__Problem details__: Filter these entries, keeping only lines that hold the word "expected".

(Dataset records)
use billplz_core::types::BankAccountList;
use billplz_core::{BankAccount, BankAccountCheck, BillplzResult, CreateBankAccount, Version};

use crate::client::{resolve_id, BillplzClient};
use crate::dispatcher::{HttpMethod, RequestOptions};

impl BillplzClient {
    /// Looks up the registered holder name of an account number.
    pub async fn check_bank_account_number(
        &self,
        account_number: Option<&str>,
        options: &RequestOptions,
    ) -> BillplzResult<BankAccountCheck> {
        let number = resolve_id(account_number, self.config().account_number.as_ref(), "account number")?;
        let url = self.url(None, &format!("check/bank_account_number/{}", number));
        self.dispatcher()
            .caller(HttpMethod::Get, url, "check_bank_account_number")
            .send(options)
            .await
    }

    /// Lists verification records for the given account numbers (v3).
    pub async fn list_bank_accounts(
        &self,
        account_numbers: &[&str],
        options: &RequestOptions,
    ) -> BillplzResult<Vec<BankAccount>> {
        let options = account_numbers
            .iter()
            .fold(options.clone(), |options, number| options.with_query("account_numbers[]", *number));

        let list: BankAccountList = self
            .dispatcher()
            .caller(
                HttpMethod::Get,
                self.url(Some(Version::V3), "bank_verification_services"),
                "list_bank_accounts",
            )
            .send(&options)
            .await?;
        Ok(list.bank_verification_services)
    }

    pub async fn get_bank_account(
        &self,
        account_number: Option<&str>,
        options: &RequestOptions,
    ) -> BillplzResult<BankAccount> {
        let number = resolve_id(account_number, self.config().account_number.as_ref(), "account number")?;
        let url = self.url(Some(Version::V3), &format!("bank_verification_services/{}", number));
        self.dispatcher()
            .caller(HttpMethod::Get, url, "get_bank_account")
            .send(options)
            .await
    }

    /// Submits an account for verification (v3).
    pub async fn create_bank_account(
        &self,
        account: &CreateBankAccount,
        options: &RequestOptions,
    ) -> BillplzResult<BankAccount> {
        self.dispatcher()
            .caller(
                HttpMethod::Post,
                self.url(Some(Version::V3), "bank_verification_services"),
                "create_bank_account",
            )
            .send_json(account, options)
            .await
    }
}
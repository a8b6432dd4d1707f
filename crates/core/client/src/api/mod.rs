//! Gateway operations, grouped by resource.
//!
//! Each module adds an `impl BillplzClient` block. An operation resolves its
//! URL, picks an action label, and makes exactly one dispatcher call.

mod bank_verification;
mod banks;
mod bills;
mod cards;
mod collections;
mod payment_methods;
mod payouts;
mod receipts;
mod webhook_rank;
==
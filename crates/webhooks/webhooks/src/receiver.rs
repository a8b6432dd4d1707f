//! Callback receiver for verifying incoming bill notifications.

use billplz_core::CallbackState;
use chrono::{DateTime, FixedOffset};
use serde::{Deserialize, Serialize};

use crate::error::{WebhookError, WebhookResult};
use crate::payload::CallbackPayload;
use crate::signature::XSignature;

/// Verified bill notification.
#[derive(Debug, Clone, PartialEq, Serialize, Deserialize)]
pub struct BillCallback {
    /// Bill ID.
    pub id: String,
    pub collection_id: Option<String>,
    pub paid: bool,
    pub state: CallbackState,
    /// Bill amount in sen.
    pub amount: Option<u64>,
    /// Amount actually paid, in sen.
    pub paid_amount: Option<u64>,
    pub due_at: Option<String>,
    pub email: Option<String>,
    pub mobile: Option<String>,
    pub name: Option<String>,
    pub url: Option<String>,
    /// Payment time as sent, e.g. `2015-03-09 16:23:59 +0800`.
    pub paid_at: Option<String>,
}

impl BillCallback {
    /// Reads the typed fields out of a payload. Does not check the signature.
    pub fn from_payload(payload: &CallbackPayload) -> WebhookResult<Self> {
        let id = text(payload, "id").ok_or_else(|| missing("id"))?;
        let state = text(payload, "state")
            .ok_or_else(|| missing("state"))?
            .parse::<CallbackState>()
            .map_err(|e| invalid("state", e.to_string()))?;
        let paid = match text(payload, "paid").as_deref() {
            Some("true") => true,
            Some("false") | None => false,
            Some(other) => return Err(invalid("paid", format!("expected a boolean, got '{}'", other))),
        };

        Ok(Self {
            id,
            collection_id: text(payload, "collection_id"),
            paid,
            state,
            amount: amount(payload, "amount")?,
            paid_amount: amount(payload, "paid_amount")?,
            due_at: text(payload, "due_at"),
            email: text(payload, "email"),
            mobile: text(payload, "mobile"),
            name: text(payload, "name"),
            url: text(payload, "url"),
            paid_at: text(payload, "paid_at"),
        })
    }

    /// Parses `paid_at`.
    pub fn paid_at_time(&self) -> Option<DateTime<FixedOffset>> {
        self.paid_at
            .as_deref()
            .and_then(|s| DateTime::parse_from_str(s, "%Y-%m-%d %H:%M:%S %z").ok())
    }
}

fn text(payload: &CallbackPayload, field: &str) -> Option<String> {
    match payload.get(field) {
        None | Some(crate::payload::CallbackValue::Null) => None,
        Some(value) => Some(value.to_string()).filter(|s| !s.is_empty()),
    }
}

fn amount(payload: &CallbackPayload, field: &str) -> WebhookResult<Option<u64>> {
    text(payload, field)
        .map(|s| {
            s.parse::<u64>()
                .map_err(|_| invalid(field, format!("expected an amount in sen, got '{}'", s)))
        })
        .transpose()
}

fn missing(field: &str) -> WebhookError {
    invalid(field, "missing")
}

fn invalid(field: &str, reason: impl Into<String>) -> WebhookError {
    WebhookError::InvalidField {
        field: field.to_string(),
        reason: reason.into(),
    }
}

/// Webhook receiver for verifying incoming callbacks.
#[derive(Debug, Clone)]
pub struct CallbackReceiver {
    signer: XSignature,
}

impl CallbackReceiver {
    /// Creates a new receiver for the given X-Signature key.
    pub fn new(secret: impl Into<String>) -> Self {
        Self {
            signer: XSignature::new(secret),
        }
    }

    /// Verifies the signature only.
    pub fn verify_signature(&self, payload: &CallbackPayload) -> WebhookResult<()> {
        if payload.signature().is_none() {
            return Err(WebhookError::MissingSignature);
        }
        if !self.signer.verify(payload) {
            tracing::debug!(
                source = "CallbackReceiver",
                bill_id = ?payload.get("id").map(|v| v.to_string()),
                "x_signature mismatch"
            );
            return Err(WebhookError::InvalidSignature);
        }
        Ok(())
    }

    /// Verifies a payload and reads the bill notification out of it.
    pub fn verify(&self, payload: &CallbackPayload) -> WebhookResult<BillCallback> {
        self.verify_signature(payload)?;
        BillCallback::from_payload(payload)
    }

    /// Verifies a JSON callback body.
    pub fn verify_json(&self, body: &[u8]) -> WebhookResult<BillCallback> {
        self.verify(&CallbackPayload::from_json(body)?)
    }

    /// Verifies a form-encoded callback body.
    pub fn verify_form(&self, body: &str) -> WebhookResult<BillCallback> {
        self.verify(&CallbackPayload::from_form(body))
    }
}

__Your response__:
            Some(other) => return Err(invalid("paid", format!("expected a boolean, got '{}'", other))),
                .map_err(|_| invalid(field, format!("expected an amount in sen, got '{}'", s)))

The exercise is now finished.